• _WORK INSTRUCTIONS_
In the listing below, locate the lines that hold "email" and copy them.

• _GIVEN DATA_

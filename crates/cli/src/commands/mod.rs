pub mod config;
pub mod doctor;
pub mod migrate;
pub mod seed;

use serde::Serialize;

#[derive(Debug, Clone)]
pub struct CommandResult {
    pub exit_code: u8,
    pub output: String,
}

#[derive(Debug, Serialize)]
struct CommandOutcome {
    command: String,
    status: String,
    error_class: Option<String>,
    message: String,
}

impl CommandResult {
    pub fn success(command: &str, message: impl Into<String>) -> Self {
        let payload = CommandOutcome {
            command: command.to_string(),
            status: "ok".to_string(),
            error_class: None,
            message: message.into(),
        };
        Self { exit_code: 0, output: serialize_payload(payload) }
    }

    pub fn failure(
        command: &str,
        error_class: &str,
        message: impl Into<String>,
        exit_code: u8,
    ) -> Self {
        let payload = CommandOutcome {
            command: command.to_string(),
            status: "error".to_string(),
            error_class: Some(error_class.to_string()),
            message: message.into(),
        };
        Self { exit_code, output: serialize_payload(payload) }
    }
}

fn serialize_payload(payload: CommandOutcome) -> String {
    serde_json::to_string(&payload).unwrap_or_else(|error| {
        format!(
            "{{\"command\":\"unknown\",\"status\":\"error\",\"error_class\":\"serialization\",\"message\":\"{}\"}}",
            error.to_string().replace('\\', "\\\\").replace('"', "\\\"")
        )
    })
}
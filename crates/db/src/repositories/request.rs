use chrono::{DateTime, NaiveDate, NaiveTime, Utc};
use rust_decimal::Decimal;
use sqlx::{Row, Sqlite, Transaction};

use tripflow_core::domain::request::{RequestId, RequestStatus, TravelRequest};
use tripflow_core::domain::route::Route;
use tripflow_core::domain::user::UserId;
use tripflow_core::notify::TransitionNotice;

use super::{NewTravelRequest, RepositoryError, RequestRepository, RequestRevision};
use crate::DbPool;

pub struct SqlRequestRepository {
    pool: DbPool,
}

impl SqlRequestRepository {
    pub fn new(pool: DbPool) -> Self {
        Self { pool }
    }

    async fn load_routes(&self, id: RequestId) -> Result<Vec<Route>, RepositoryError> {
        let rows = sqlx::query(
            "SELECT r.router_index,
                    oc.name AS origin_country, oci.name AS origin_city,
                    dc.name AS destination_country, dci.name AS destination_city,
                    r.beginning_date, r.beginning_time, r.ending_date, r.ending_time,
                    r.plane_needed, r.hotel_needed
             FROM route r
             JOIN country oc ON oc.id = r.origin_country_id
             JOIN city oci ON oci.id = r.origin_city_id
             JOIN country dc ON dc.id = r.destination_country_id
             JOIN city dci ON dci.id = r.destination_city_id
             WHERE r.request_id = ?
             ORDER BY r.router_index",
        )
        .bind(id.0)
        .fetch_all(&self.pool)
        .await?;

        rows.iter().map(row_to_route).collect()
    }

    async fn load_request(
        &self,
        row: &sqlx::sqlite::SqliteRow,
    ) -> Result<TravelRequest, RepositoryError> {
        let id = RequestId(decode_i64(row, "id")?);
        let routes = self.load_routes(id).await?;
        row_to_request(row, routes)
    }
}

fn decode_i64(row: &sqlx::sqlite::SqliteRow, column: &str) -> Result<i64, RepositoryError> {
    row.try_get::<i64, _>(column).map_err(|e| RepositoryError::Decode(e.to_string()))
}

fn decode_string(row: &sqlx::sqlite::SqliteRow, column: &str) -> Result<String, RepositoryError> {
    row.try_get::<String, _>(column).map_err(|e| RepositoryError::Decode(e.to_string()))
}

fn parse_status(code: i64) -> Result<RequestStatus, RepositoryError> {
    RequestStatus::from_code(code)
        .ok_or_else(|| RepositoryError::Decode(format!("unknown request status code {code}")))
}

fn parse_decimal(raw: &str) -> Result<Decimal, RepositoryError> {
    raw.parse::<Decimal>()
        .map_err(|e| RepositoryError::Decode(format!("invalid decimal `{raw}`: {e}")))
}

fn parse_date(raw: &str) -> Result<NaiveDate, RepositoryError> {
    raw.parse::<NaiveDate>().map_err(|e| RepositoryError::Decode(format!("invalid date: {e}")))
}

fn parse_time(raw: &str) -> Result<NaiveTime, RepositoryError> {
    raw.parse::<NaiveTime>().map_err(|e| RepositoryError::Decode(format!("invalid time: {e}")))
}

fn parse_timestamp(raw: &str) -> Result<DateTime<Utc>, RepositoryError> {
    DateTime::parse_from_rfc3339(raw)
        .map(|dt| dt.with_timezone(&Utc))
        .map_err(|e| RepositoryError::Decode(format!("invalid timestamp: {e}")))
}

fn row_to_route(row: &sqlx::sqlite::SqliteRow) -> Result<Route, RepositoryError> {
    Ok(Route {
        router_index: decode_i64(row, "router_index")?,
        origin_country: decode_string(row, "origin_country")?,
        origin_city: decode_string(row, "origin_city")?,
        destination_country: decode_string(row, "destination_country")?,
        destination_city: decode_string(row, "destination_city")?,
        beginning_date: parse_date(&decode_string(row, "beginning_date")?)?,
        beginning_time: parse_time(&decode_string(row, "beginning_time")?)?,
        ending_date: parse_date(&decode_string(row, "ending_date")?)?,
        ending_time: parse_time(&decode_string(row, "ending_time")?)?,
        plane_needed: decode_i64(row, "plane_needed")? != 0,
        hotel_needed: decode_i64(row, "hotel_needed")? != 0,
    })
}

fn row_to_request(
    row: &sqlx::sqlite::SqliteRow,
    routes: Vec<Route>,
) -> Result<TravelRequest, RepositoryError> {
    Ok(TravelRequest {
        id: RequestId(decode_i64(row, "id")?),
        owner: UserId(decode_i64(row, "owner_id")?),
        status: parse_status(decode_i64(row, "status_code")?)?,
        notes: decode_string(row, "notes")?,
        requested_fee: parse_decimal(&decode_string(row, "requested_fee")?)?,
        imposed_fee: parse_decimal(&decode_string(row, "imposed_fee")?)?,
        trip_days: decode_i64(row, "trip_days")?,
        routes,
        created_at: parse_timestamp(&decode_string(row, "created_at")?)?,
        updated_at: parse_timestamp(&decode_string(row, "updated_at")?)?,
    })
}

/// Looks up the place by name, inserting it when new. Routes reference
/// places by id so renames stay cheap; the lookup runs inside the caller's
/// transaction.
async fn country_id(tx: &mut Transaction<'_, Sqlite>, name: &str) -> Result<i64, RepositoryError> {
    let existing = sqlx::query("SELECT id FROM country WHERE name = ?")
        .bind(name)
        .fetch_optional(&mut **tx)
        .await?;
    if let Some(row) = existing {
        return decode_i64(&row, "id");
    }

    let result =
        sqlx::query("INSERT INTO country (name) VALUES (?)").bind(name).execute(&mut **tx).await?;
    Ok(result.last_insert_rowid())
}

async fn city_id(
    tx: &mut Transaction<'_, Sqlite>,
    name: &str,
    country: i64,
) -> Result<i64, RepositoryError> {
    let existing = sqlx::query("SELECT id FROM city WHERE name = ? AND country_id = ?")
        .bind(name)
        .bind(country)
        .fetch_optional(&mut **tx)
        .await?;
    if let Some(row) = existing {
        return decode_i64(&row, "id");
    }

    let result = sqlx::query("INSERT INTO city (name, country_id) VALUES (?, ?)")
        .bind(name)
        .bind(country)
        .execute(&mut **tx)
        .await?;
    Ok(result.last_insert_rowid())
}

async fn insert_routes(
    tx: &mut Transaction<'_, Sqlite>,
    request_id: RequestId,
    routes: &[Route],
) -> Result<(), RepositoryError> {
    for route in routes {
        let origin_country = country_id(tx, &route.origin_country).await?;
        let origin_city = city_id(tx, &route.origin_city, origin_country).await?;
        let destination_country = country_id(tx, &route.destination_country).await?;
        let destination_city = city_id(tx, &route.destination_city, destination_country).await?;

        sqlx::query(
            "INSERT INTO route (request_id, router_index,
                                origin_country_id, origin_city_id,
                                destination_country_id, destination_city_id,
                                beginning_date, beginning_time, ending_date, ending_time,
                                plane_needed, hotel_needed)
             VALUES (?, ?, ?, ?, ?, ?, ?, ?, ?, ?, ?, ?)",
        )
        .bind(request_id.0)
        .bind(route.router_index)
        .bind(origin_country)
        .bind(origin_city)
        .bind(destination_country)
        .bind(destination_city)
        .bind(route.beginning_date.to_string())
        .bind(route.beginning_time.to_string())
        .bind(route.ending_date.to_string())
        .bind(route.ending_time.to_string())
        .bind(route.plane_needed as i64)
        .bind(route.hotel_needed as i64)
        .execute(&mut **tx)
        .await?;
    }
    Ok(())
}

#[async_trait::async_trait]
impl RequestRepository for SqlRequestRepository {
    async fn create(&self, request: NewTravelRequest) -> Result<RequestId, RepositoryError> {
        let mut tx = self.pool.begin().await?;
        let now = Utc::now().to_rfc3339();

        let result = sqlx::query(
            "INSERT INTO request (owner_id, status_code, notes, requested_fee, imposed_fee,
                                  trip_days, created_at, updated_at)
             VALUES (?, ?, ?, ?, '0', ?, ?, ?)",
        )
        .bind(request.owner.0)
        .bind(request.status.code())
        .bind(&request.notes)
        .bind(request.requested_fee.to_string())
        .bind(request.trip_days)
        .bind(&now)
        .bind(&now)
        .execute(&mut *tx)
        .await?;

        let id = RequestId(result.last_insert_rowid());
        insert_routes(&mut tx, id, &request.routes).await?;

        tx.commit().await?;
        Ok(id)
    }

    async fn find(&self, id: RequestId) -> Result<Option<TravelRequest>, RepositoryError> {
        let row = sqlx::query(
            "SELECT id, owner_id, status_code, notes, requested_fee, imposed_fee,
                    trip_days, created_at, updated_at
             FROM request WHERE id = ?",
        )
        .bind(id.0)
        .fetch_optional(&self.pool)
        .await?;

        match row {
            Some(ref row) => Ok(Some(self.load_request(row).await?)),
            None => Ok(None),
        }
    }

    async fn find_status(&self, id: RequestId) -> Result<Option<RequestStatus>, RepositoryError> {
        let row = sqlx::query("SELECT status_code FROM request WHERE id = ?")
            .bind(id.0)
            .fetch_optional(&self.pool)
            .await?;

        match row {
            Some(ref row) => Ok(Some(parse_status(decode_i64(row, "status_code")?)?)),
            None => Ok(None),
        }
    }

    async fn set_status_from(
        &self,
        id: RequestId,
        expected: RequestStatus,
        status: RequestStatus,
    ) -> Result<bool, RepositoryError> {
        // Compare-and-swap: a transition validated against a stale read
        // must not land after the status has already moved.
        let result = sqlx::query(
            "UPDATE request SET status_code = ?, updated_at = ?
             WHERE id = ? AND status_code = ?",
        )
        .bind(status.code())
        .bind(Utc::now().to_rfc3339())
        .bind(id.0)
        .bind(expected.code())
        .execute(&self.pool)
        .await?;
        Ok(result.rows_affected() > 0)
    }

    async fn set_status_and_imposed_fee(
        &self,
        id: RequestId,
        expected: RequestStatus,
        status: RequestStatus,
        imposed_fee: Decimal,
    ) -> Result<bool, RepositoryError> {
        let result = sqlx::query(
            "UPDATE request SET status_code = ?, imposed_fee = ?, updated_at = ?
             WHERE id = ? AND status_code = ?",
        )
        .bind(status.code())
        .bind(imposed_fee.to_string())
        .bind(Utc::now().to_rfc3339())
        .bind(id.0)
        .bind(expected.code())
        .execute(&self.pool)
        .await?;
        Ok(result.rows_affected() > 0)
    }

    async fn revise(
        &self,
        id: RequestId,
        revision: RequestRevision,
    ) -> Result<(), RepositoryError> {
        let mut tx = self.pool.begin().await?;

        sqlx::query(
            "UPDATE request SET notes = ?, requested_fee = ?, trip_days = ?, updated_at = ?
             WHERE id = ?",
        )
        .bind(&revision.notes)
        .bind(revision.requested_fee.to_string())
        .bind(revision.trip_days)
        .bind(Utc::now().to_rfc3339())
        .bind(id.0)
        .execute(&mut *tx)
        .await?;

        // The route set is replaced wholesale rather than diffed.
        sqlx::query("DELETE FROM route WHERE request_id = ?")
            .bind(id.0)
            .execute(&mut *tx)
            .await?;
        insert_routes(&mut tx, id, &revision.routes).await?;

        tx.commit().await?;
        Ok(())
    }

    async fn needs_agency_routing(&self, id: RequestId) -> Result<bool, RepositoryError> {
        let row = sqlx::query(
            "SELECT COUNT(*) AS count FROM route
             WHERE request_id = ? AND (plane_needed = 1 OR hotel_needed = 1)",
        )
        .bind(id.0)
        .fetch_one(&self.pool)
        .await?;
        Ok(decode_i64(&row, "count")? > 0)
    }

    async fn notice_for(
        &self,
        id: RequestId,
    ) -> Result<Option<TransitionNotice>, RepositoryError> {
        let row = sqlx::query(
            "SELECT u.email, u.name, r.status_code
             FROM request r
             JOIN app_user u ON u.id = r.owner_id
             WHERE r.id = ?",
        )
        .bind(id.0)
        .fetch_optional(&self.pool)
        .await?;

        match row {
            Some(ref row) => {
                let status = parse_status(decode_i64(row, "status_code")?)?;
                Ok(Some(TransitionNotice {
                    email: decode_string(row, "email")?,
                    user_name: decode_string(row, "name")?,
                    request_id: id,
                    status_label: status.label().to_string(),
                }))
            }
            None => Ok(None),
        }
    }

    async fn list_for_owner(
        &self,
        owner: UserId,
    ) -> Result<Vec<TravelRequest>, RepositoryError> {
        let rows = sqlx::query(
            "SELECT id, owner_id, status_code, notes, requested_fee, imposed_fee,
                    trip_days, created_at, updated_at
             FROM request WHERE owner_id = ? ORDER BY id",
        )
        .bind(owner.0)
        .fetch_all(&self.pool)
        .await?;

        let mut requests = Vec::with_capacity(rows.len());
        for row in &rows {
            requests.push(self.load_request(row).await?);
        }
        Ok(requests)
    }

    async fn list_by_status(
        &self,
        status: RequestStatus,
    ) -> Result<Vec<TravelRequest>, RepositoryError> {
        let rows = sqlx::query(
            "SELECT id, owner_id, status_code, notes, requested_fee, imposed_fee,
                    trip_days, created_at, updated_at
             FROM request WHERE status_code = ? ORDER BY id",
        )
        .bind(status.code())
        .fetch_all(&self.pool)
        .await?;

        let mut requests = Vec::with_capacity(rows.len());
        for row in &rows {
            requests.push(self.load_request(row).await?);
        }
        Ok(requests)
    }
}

---

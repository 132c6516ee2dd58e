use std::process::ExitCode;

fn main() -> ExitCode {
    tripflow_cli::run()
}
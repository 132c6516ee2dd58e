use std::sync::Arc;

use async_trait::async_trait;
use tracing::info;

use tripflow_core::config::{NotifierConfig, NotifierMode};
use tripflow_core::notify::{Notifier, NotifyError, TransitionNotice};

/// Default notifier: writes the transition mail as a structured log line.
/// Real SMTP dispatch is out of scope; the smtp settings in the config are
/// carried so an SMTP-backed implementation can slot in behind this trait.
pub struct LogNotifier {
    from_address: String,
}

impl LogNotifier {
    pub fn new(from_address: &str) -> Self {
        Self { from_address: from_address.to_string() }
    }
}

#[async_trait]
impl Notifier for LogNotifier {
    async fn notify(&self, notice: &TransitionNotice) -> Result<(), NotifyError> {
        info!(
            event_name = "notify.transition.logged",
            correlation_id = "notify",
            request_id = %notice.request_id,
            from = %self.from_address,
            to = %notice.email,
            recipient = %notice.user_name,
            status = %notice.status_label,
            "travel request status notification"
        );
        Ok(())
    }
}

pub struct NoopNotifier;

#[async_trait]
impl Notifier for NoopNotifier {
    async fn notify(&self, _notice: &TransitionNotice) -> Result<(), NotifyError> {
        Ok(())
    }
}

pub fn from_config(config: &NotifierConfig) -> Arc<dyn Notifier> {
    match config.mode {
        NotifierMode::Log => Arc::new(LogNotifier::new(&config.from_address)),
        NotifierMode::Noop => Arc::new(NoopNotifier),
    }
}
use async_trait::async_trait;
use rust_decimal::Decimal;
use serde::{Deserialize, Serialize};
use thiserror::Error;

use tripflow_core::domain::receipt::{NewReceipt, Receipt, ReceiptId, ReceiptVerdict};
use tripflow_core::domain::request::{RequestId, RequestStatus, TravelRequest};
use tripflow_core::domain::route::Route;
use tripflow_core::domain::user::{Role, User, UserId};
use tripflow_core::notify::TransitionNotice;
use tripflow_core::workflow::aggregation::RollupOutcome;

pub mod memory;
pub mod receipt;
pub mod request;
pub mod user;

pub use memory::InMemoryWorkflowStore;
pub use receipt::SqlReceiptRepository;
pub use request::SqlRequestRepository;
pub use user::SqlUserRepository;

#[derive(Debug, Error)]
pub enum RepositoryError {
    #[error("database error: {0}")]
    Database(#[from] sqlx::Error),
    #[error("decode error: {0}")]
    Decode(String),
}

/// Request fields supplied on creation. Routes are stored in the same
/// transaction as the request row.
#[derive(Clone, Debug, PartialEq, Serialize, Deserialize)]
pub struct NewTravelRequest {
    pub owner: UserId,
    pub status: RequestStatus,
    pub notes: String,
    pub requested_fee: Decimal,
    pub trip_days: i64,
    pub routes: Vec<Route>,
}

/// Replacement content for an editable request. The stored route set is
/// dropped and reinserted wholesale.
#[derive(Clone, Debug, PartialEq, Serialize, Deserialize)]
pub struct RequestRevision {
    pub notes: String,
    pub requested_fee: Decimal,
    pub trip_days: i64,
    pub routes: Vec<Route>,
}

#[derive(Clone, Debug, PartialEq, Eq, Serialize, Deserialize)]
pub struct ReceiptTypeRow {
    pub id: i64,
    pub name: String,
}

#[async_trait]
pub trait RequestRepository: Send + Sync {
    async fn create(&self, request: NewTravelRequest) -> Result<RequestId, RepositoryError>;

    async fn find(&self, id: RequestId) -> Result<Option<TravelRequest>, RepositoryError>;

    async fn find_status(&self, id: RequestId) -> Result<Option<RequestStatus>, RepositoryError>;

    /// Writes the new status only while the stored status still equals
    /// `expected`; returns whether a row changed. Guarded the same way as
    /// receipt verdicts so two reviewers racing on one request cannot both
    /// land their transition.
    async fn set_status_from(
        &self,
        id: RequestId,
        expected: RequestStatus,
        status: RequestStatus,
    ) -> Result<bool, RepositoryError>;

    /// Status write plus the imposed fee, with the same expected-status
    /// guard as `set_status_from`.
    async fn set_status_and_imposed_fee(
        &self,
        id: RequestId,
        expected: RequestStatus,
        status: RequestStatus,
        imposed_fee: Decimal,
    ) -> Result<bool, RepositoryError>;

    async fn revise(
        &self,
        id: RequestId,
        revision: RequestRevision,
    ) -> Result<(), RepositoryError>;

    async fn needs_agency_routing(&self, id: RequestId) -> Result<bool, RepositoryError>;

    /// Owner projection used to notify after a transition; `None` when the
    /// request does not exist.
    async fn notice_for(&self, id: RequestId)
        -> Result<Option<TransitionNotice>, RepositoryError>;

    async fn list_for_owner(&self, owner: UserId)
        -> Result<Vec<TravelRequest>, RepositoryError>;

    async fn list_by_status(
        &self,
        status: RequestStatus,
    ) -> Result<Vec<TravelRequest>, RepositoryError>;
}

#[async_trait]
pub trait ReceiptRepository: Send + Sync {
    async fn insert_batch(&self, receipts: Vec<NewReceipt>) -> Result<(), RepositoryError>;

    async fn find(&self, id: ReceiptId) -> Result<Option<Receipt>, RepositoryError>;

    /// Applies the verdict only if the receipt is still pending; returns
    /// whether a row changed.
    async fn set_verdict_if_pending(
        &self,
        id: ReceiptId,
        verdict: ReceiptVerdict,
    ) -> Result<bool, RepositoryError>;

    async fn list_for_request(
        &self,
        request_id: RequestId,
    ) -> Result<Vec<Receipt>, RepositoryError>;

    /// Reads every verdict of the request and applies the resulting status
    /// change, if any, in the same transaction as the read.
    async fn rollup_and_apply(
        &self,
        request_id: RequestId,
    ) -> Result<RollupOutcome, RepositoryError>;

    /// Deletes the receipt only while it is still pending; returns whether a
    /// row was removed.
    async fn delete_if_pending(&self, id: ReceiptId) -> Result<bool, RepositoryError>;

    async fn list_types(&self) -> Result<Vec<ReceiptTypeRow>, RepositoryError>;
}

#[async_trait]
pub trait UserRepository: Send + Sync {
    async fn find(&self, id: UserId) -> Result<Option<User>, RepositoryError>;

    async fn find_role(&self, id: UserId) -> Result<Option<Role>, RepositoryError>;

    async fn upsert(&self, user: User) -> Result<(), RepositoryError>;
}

...

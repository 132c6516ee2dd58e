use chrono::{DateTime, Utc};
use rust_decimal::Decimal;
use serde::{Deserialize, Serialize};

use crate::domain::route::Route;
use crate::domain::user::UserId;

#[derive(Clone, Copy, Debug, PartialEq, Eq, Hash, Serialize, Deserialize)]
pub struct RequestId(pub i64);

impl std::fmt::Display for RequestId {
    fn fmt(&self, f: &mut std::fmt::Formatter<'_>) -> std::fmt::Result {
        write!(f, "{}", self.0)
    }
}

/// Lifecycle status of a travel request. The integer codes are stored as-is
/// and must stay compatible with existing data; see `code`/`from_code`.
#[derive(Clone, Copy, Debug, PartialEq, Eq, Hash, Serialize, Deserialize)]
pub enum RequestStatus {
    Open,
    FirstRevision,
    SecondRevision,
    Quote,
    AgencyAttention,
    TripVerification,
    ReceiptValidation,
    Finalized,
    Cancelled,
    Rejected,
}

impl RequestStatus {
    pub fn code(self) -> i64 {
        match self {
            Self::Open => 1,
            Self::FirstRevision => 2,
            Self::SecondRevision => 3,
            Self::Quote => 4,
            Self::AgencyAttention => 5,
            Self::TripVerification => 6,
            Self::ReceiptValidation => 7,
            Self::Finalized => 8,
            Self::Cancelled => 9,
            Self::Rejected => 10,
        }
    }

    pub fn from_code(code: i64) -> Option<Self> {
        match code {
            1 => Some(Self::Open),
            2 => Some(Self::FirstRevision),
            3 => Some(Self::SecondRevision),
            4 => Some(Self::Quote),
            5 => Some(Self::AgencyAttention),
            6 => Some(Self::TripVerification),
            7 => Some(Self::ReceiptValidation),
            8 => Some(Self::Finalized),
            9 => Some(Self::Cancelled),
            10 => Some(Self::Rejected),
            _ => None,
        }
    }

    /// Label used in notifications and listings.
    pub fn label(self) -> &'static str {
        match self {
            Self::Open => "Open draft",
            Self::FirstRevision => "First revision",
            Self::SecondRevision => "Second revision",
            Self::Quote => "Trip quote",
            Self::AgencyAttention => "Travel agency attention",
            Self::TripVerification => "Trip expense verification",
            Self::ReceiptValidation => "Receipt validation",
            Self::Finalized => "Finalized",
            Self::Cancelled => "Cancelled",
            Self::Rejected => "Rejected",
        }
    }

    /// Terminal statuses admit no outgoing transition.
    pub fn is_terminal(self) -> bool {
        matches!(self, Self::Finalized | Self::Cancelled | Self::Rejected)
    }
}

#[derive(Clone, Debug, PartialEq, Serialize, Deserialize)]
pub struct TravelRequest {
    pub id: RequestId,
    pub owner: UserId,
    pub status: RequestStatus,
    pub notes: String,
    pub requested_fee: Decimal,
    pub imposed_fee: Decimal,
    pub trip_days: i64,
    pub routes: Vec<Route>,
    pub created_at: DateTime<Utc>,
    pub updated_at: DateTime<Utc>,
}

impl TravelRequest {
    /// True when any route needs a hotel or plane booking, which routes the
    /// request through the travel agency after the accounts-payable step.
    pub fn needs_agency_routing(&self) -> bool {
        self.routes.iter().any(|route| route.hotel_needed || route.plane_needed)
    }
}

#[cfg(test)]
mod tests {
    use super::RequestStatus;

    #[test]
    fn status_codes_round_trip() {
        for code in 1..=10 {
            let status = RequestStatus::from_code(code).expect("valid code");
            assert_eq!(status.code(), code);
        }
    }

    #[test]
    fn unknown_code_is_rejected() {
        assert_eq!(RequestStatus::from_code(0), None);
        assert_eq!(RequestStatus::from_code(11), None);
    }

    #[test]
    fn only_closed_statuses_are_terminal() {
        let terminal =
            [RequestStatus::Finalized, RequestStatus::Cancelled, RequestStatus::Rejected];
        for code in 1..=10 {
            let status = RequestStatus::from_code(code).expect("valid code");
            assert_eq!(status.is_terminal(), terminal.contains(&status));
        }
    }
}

• _SOLUTION FOR THIS TASK_
            "SELECT u.email, u.name, r.status_code
                    email: decode_string(row, "email")?,
            to = %notice.email,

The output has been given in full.